An Improved Coarse Grain Model of DNA and Applications
Thomas A. Knotts IV, Aslin Izmitli, and Juan J. De Pablo. Department of Chemical and Biological Engineering, University of Wisconsin-Madison, 1415 Engineering Drive, Madison, WI 53706-1691
For several years, single molecule experiments have given insights into the stability of DNA. Many descriptions of DNA, from atomistic to continuum, have proven successful at reproducing observed behavior. We have found, however, that there is no suitable model for several problems of interest, including viral packaging of DNA, nano-fluidic devices, and microarray interactions, where the size of the molecules prohibits atomistic representations, but continuum and linear bead-spring models do not contain the required molecular level of detail. Previously, we described a new coarse grain model in an effort to investigate length scales in the 2 nm to 2 μm range.
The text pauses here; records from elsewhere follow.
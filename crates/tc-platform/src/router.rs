//! Service wiring and the platform API router

use std::sync::Arc;

use utoipa_axum::router::OpenApiRouter;

use crate::auth::{auth_router, AuthApiState, AuthService, PasswordService, TokenService};
use crate::community::{community_router, CommunityApiState, CommunityService};
use crate::overview::{overview_router, OverviewApiState, OverviewService};
use crate::profile::ProfileService;
use crate::relationship::{relationship_router, RelationshipApiState, RelationshipService};
use crate::store::Stores;
use crate::user::{user_router, UserApiState};

/// Every service the API exposes, built once over one set of stores
#[derive(Clone)]
pub struct PlatformServices {
    pub auth: Arc<AuthService>,
    pub profiles: Arc<ProfileService>,
    pub relationships: Arc<RelationshipService>,
    pub communities: Arc<CommunityService>,
    pub overviews: Arc<OverviewService>,
}

impl PlatformServices {
    pub fn new(stores: &Stores, passwords: Arc<PasswordService>, tokens: Arc<TokenService>) -> Self {
        let auth = Arc::new(AuthService::new(stores.users.clone(), passwords, tokens));

        Self {
            profiles: Arc::new(ProfileService::new(stores.cultures.clone(), stores.preferences.clone())),
            relationships: Arc::new(RelationshipService::new(
                stores.users.clone(),
                stores.follows.clone(),
                stores.bookmarks.clone(),
            )),
            communities: Arc::new(CommunityService::new(
                stores.communities.clone(),
                stores.community_followers.clone(),
                stores.users.clone(),
                auth.clone(),
            )),
            overviews: Arc::new(OverviewService::new(
                stores.users.clone(),
                stores.cultures.clone(),
                stores.preferences.clone(),
            )),
            auth,
        }
    }
}

/// `/user/*` and `/community/*`. Bearer tokens are resolved through the
/// `AuthLayer` the caller wraps around the split router.
pub fn platform_router(services: &PlatformServices) -> OpenApiRouter {
    let user = OpenApiRouter::new()
        .merge(auth_router(AuthApiState {
            auth_service: services.auth.clone(),
        }))
        .merge(user_router(UserApiState {
            auth_service: services.auth.clone(),
            profile_service: services.profiles.clone(),
        }))
        .merge(overview_router(OverviewApiState {
            overview_service: services.overviews.clone(),
        }))
        .merge(relationship_router(RelationshipApiState {
            relationship_service: services.relationships.clone(),
        }));

    let community = community_router(CommunityApiState {
        community_service: services.communities.clone(),
    });

    OpenApiRouter::new().nest("/user", user).nest("/community", community)
}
The model was remarkably successful at accurately predicting sequence specificity, persistence length, bubble formation, and low-concentration salt effects (using the Debye-Huckel approximation for coulombic interactions) in simulations of DNA up to a few microns in length. Despite this achievement, the model did possess some weaknesses which have since been addressed. After a brief introduction to the model, I will describe these corrective efforts as well as an extension of the model to include explicit counter-ions. The latter allows for study of DNA in conditions of higher salt concentration than Debye-Huckel theory allows. Specific emphasis is placed on validation of the model with experimental data. I will conclude with a discussion on including hydrodynamic interactions using Lattice Boltzmann methods to understand DNA flow in micro/nano-fluidic devices and the results of this effort.